T: “They would have passed. Perfect scores for both.” (hands her our sheets)
Now, given that K was one year younger, do you really think that he’d seen more traffic signs than BE? The reason why she didn’t recognize the “cows crossing” sign is not that she hadn’t seen one (there’s one on the way from the town where we lived to where her grandparents live, and another on the way back, so she’d see one about 100 times/year): it’s that she traveled through life with half her brain off!
Case 2:
My college’s “pass of the equator trip” was to Greece. Quite a few of my classmates were from rich families. Family businesses represented included internationally-recognized wineries, soaps, perfumes and clinics. About 14 of us were in a restaurant in Athens where you could see the whole kitchen from the lunchroom. Suddenly, one of the other girls starts freaking out “oh! OGH! Oh that’s GROSS!”
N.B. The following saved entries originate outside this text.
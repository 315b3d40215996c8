//! Configuration manager - main API for config operations
//!
//! Also resolves where Lectern keeps its data. Three sources are tried in
//! order: `app.data_dir` from the config, a `lectern.portable` marker file
//! next to the executable (portable mode, everything lives beside the
//! binary), and finally the platform data directory.

use crate::persistence::ConfigPersistence;
use crate::{AppConfig, Config, ConfigError, ConfigResult};
use crate::app_config::LogLevel;
use directories::ProjectDirs;
use std::path::{Path, PathBuf};

/// File that switches Lectern into portable mode when placed next to the executable
pub const PORTABLE_MARKER: &str = "lectern.portable";

/// Directory created beside the executable in portable mode
pub const PORTABLE_DATA_DIR: &str = "lectern-data";

const CONFIG_FILE: &str = "config.toml";

/// Main configuration manager
pub struct ConfigManager {
    persistence: ConfigPersistence,
    config_dir: PathBuf,
    default_data_dir: PathBuf,
    portable: bool,
}

impl ConfigManager {
    /// Creates a config manager for this installation
    ///
    /// Portable installs keep config and data together beside the executable;
    /// otherwise the platform directories are used:
    /// - Linux: `~/.config/lectern/` and `~/.local/share/lectern/`
    /// - macOS: `~/Library/Application Support/lectern/`
    /// - Windows: `%APPDATA%\lectern\`
    pub fn new() -> ConfigResult<Self> {
        let exe_dir = std::env::current_exe()
            .ok()
            .and_then(|exe| exe.parent().map(Path::to_path_buf));

        if let Some(root) = exe_dir.as_deref().and_then(portable_root) {
            log::info!("Portable mode: data lives in {}", root.display());
            let mut manager = Self::with_directory(root)?;
            manager.portable = true;
            return Ok(manager);
        }

        let dirs = project_dirs()?;
        let mut manager = Self::with_directory(dirs.config_dir().to_path_buf())?;
        manager.default_data_dir = dirs.data_dir().to_path_buf();
        Ok(manager)
    }

    /// Creates a config manager with a custom config directory
    ///
    /// The directory doubles as the default data directory.
    pub fn with_directory(config_dir: PathBuf) -> ConfigResult<Self> {
        let persistence = ConfigPersistence::new(config_dir.join(CONFIG_FILE));

        Ok(Self {
            persistence,
            default_data_dir: config_dir.clone(),
            config_dir,
            portable: false,
        })
    }

    pub fn config_dir(&self) -> &PathBuf {
        &self.config_dir
    }

    pub fn config_path(&self) -> PathBuf {
        self.config_dir.join(CONFIG_FILE)
    }

    pub fn is_portable(&self) -> bool {
        self.portable
    }

    /// Directory for the library catalog and other process-local data
    pub fn data_dir(&self, app: &AppConfig) -> PathBuf {
        match &app.data_dir {
            Some(dir) if dir.is_absolute() => dir.clone(),
            Some(dir) => self.config_dir.join(dir),
            None => self.default_data_dir.clone(),
        }
    }

    /// Like `data_dir`, creating the directory if needed
    pub fn ensure_data_dir(&self, app: &AppConfig) -> ConfigResult<PathBuf> {
        let dir = self.data_dir(app);
        std::fs::create_dir_all(&dir).map_err(|e| ConfigError::CreateDir {
            path: dir.clone(),
            source: e,
        })?;
        Ok(dir)
    }

    /// Loads the configuration from file
    ///
    /// A missing file yields defaults; a corrupt one is an error.
    pub fn load(&self) -> ConfigResult<Config> {
        self.persistence.load()
    }

    /// Loads the configuration, falling back to defaults on any error
    pub fn load_or_default(&self) -> Config {
        match self.load() {
            Ok(config) => config,
            Err(e) => {
                log::warn!("Failed to load config: {}, using defaults", e);
                Config::default()
            }
        }
    }

    /// Validates and atomically saves the configuration
    pub fn save(&self, config: &Config) -> ConfigResult<()> {
        self.persistence.save(config)
    }

    /// Loads, applies `update_fn`, and saves the result
    pub fn update<F>(&self, update_fn: F) -> ConfigResult<()>
    where
        F: FnOnce(&mut Config),
    {
        let mut config = self.load()?;
        update_fn(&mut config);
        self.save(&config)
    }

    /// Writes a default config file if none exists
    ///
    /// Returns Ok(true) if a new file was created.
    pub fn initialize(&self) -> ConfigResult<bool> {
        if self.config_path().exists() {
            log::info!(
                "Config file already exists at {}",
                self.config_path().display()
            );
            return Ok(false);
        }

        self.persistence.generate_default()?;
        Ok(true)
    }

    /// Overwrites the config file with defaults
    pub fn reset(&self) -> ConfigResult<()> {
        self.save(&Config::default())
    }

    /// Validates the current configuration file
    pub fn validate(&self) -> ConfigResult<Vec<String>> {
        let config = self.load()?;

        match config.validate() {
            Ok(()) => Ok(Vec::new()),
            Err(errors) => Ok(errors.iter().map(|e| e.to_string()).collect()),
        }
    }

    /// Loads the config and applies `LECTERN_SECTION_FIELD` environment overrides
    ///
    /// Recognized: `LECTERN_APP_LOG_LEVEL`, `LECTERN_APP_DATA_DIR`,
    /// `LECTERN_PLAYER_DEFAULT_VOLUME`, `LECTERN_PLAYER_TICK_INTERVAL_MS`.
    pub fn load_with_env_overrides(&self) -> ConfigResult<Config> {
        let mut config = self.load()?;
        apply_env_overrides(&mut config, |name| std::env::var(name).ok());

        if let Err(errors) = config.validate() {
            log::warn!(
                "Config validation warnings after env overrides: {:?}",
                errors
            );
        }

        Ok(config)
    }
}

fn project_dirs() -> ConfigResult<ProjectDirs> {
    ProjectDirs::from("", "", "lectern")
        .ok_or_else(|| ConfigError::NoLocation("no home directory for this user".to_string()))
}

/// Portable data root for an executable directory, if the marker is present
pub fn portable_root(exe_dir: &Path) -> Option<PathBuf> {
    if exe_dir.join(PORTABLE_MARKER).is_file() {
        Some(exe_dir.join(PORTABLE_DATA_DIR))
    } else {
        None
    }
}

fn apply_env_overrides(config: &mut Config, var: impl Fn(&str) -> Option<String>) {
    if let Some(level) = var("LECTERN_APP_LOG_LEVEL") {
        match parse_log_level(&level) {
            Some(level) => config.app.log_level = level,
            None => log::warn!("Ignoring unknown log level override '{}'", level),
        }
    }

    if let Some(dir) = var("LECTERN_APP_DATA_DIR") {
        config.app.data_dir = Some(PathBuf::from(dir));
    }

    if let Some(v) = var("LECTERN_PLAYER_DEFAULT_VOLUME").and_then(|v| v.parse::<u8>().ok()) {
        config.player.default_volume = v;
    }

    if let Some(ms) = var("LECTERN_PLAYER_TICK_INTERVAL_MS").and_then(|v| v.parse::<u64>().ok()) {
        config.player.tick_interval_ms = ms;
    }
}

fn parse_log_level(s: &str) -> Option<LogLevel> {
    match s.trim().to_ascii_lowercase().as_str() {
        "error" => Some(LogLevel::Error),
        "warn" | "warning" => Some(LogLevel::Warn),
        "info" => Some(LogLevel::Info),
        "debug" => Some(LogLevel::Debug),
        "trace" => Some(LogLevel::Trace),
        _ => None,
    }
}
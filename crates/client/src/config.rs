//! Client configuration: service endpoints and the state directory.

use std::path::PathBuf;

/// Default HTTP base URL when `BLOG_API_URL` is unset.
pub const DEFAULT_API_URL: &str = "http://localhost:8080";

/// Default live-channel URL when `BLOG_WS_URL` is unset.
pub const DEFAULT_WS_URL: &str = "ws://localhost:8080/ws";

/// Endpoints and storage location for a client instance.
#[derive(Debug, Clone)]
pub struct ClientConfig {
	/// Base URL for the HTTP API, without a trailing slash.
	pub api_base_url: String,
	/// URL of the live-channel WebSocket endpoint.
	pub ws_url: String,
	/// Directory holding the persisted session entries.
	pub state_dir: PathBuf,
}

impl ClientConfig {
	/// Builds a config from documented defaults plus `BLOG_API_URL`,
	/// `BLOG_WS_URL`, and `BLOG_STATE_DIR` overrides.
	pub fn from_env() -> Self {
		let api_base_url =
			std::env::var("BLOG_API_URL").unwrap_or_else(|_| DEFAULT_API_URL.to_string());
		let ws_url = std::env::var("BLOG_WS_URL").unwrap_or_else(|_| DEFAULT_WS_URL.to_string());
		let state_dir = std::env::var_os("BLOG_STATE_DIR")
			.map(PathBuf::from)
			.unwrap_or_else(default_state_dir);
		Self { api_base_url, ws_url, state_dir }
	}

	/// Joins `path` onto the API base URL.
	pub fn api_url(&self, path: &str) -> String {
		format!("{}{path}", self.api_base_url.trim_end_matches('/'))
	}
}

impl Default for ClientConfig {
	fn default() -> Self {
		Self {
			api_base_url: DEFAULT_API_URL.to_string(),
			ws_url: DEFAULT_WS_URL.to_string(),
			state_dir: default_state_dir(),
		}
	}
}

/// Resolves the session state directory (`~/.config/blog` by default).
fn default_state_dir() -> PathBuf {
	let config_home = std::env::var_os("XDG_CONFIG_HOME")
		.map(PathBuf::from)
		.or_else(|| std::env::var_os("HOME").map(|h| PathBuf::from(h).join(".config")))
		.unwrap_or_else(|| PathBuf::from("."));
	config_home.join("blog")
}
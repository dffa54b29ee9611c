//! Client session and live-notification core for the blog service.
//!
//! Two independent components compose inside the application:
//!
//! - [`SessionStore`]: owns the authenticated-identity lifecycle -
//!   credential exchange, durable token/identity persistence, and
//!   synchronous lookup.
//! - [`NotificationChannel`]: owns one best-effort live subscription,
//!   decodes push frames into typed events, and exposes an observable event
//!   sequence plus a connectivity flag.
//!
//! Both are constructed from a [`ClientConfig`] and injected into whatever
//! consumes them; there are no process-wide singletons. Presentation code
//! reads their published state and mutates only through their operations.
//!
//! # Failure model
//!
//! Authentication and registration failures propagate to the caller as
//! [`Error::Authentication`] / [`Error::Registration`] carrying the server
//! message. Everything else recovers internally: corrupt persisted sessions
//! restore to logged-out, undecodable frames are discarded, and a dead
//! transport only clears the connectivity flag.

pub mod channel;
pub mod config;
pub mod error;
pub mod notify;
pub mod posts;
pub mod session;
pub mod storage;

pub use channel::NotificationChannel;
pub use config::ClientConfig;
pub use error::{Error, Result};
pub use notify::{DesktopNotifier, NoopNotifier, NotificationPermission};
pub use posts::fetch_posts;
pub use session::{NewAccount, SessionStore};
pub use storage::SessionStorage;

// Re-exported so callers of `fetch_posts` can build an HTTP client without
// pinning their own reqwest version.
pub use reqwest;
use tracing_subscriber::EnvFilter;

pub fn init_logging(verbosity: u8) {
	// 0 = errors only, 1 (-v) = info, 2+ (-vv) = debug/trace
	let filter = match verbosity {
		0 => "error",
		1 => "info",
		_ => "debug",
	};

	let env_filter = EnvFilter::try_from_default_env().unwrap_or_else(|_| EnvFilter::new(filter));

	tracing_subscriber::fmt()
		.with_env_filter(env_filter)
		.with_writer(std::io::stderr)
		.with_target(true)
		.with_level(true)
		.compact()
		.init();
}
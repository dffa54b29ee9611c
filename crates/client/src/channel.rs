//! Live notification channel.
//!
//! One WebSocket subscription per channel lifetime, receive-only. Inbound
//! text frames are decoded into [`NotificationEvent`]s and appended, in
//! delivery order, to an in-memory sequence that observers can snapshot or
//! stream. The channel is an optional enhancement: a connection that cannot
//! be established, or drops, only flips the connectivity flag - it never
//! surfaces as an error, and there is no automatic reconnect.

use std::sync::Arc;

use blog_protocol::{Frame, NotificationEvent};
use futures_util::StreamExt;
use parking_lot::Mutex;
use tokio::sync::{broadcast, watch};
use tokio::task::JoinHandle;
use tokio_tungstenite::connect_async;
use tokio_tungstenite::tungstenite::Message;
use tracing::{debug, info, warn};

use crate::config::ClientConfig;
use crate::notify::{self, DesktopNotifier};

const EVENT_STREAM_CAPACITY: usize = 64;

/// Handle to the live channel. Dropping it releases the transport.
pub struct NotificationChannel {
	events: Arc<Mutex<Vec<NotificationEvent>>>,
	events_tx: broadcast::Sender<NotificationEvent>,
	connected_rx: watch::Receiver<bool>,
	shutdown_tx: watch::Sender<bool>,
	reader: Mutex<Option<JoinHandle<()>>>,
}

impl NotificationChannel {
	/// Opens the channel: one connection attempt, made on a background task.
	///
	/// Returns immediately; success or failure is reported through the
	/// connectivity flag. `notifier` receives a one-time permission request
	/// if the host is undecided, and decoded events while permission is
	/// granted.
	pub fn open(config: &ClientConfig, notifier: Arc<dyn DesktopNotifier>) -> Self {
		let events = Arc::new(Mutex::new(Vec::new()));
		let (events_tx, _) = broadcast::channel(EVENT_STREAM_CAPACITY);
		let (connected_tx, connected_rx) = watch::channel(false);
		let (shutdown_tx, shutdown_rx) = watch::channel(false);

		notify::spawn_observer(events_tx.subscribe(), shutdown_rx.clone(), notifier);

		let reader = tokio::spawn(run_reader(
			config.ws_url.clone(),
			events.clone(),
			events_tx.clone(),
			connected_tx,
			shutdown_rx,
		));

		Self {
			events,
			events_tx,
			connected_rx,
			shutdown_tx,
			reader: Mutex::new(Some(reader)),
		}
	}

	/// Terminates the transport and waits for the reader task to finish.
	///
	/// After this returns, no further events are appended even if the socket
	/// still had frames in flight.
	pub async fn close(&self) {
		let _ = self.shutdown_tx.send(true);
		let handle = self.reader.lock().take();
		if let Some(handle) = handle {
			let _ = handle.await;
		}
	}

	pub fn is_connected(&self) -> bool {
		*self.connected_rx.borrow()
	}

	/// Watch receiver tracking the connectivity flag.
	pub fn connected_watch(&self) -> watch::Receiver<bool> {
		self.connected_rx.clone()
	}

	/// Snapshot of the decoded events, oldest first.
	pub fn events(&self) -> Vec<NotificationEvent> {
		self.events.lock().clone()
	}

	/// Subscribes to events decoded after this call.
	pub fn subscribe(&self) -> broadcast::Receiver<NotificationEvent> {
		self.events_tx.subscribe()
	}
}

impl Drop for NotificationChannel {
	fn drop(&mut self) {
		let _ = self.shutdown_tx.send(true);
	}
}

/// Reader task: single connection attempt, then the frame loop.
async fn run_reader(
	url: String,
	events: Arc<Mutex<Vec<NotificationEvent>>>,
	events_tx: broadcast::Sender<NotificationEvent>,
	connected_tx: watch::Sender<bool>,
	mut shutdown_rx: watch::Receiver<bool>,
) {
	let stream = tokio::select! {
		biased;
		_ = shutdown_rx.changed() => return,
		result = connect_async(url.as_str()) => match result {
			Ok((stream, _response)) => {
				info!(url = %url, "live channel connected");
				stream
			}
			Err(error) => {
				// Optional feature: the rest of the application works
				// identically without it.
				info!(url = %url, %error, "live channel unavailable");
				return;
			}
		},
	};

	let _ = connected_tx.send(true);
	let (_write, mut read) = stream.split();

	loop {
		tokio::select! {
			biased;
			_ = shutdown_rx.changed() => break,
			frame = read.next() => match frame {
				Some(Ok(Message::Text(text))) => {
					handle_frame(text.as_str(), &events, &events_tx);
				}
				Some(Ok(Message::Close(_))) | None => {
					info!(url = %url, "live channel closed");
					break;
				}
				Some(Ok(_)) => {}
				Some(Err(error)) => {
					warn!(url = %url, %error, "live channel transport error");
					break;
				}
			},
		}
	}

	let _ = connected_tx.send(false);
}

/// Decodes one inbound frame and appends the event, if recognized.
///
/// Undecodable payloads are discarded; they never tear down the channel.
fn handle_frame(
	text: &str,
	events: &Mutex<Vec<NotificationEvent>>,
	events_tx: &broadcast::Sender<NotificationEvent>,
) {
	let frame: Frame = match serde_json::from_str(text) {
		Ok(frame) => frame,
		Err(error) => {
			warn!(%error, "discarding undecodable live-channel frame");
			return;
		}
	};
	match frame.decode() {
		Some(event) => {
			events.lock().push(event.clone());
			let _ = events_tx.send(event);
		}
		None => debug!(kind = %frame.kind, "ignoring live-channel frame"),
	}
}

#[cfg(test)]
mod tests {
	use super::*;
	use serde_json::json;

	fn fixtures() -> (
		Arc<Mutex<Vec<NotificationEvent>>>,
		broadcast::Sender<NotificationEvent>,
	) {
		let (tx, _) = broadcast::channel(8);
		(Arc::new(Mutex::new(Vec::new())), tx)
	}

	#[test]
	fn recognized_frame_is_appended() {
		let (events, tx) = fixtures();
		let frame = json!({"type": "new_post", "data": {"title": "Hello"}}).to_string();

		handle_frame(&frame, &events, &tx);

		assert_eq!(
			events.lock().clone(),
			vec![NotificationEvent::NewPost { title: "Hello".into() }]
		);
	}

	#[test]
	fn undecodable_frame_is_discarded() {
		let (events, tx) = fixtures();

		handle_frame("{not json at all", &events, &tx);

		assert!(events.lock().is_empty());
	}

	#[test]
	fn unknown_kind_is_ignored() {
		let (events, tx) = fixtures();
		let frame = json!({"type": "connection", "message": "welcome"}).to_string();

		handle_frame(&frame, &events, &tx);

		assert!(events.lock().is_empty());
	}

	#[test]
	fn frames_append_in_delivery_order() {
		let (events, tx) = fixtures();

		handle_frame(
			&json!({"type": "new_post", "data": {"title": "first"}}).to_string(),
			&events,
			&tx,
		);
		handle_frame(
			&json!({"type": "new_comment", "data": {"content": "second"}}).to_string(),
			&events,
			&tx,
		);

		assert_eq!(
			events.lock().clone(),
			vec![
				NotificationEvent::NewPost { title: "first".into() },
				NotificationEvent::NewComment { excerpt: "second".into() },
			]
		);
	}
}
Us: “What happens, what’s wrong?”
Girl#1: “He’s washing lettuce with his hands!”
Girl#2, who sat with her back to the kitchen: “EW, gross!”
Us: “You mean that guy? That’s all he does, wash lettuce, what’s he supposed to use, his navel?” and finally “lemme guess: you two think that toilet paper refills itself!”
Girls: “ehm… what, it… doesn’t?”
They were completely serious. They also lived in 5000sqft (500m2) duplex flats, with live-in cook, maiden and chauffeur, a bedroom for each family member and a whole separate section (including separate entrance and lift) for “the service”. Theirs were the kind of families where the father has 2 cars (regular and new, or regular and hunting) and 1 big bike, the mother another, each child gets a brand-new car for his/hers 18th Bday (that’s the driving age) and each live-in member of the service has his/her own car (inherited from the family).
Funny thing is, the people from the richest families, unlike those two, knew where the toilet paper spares was in their houses (yes, plural: a family had one in Barcelona, one in Madrid, one in Brussels, one in Andalusia, one at the beach, one in Andorra…)
See, I never even thought about how pineapples grew until I saw the plants myself in Tanzania. My friends all pleaded ignorance as to their origins as well. But they wouldn’t have insisted that they grew on trees - the difference between ignorance and stupidity is when ignorance becomes wilful and adamant, it is stupidity. I think.
Search on Google images for bayonet light bulb or use this [link](http://images.google.com/images?ie=UTF-8&oe=UTF-8&q=bayonet%20light%20bulb&sa=N&tab=wi lodged in the rectum.)
Don’t feel bad. I thought they grew on trees too. In fact, I used to draw them as a kid…growing on palm trees, next to the coconuts.
points and laughs
Mind you, there, but for the grace of spending a couple of childhood years in Singapore, go I.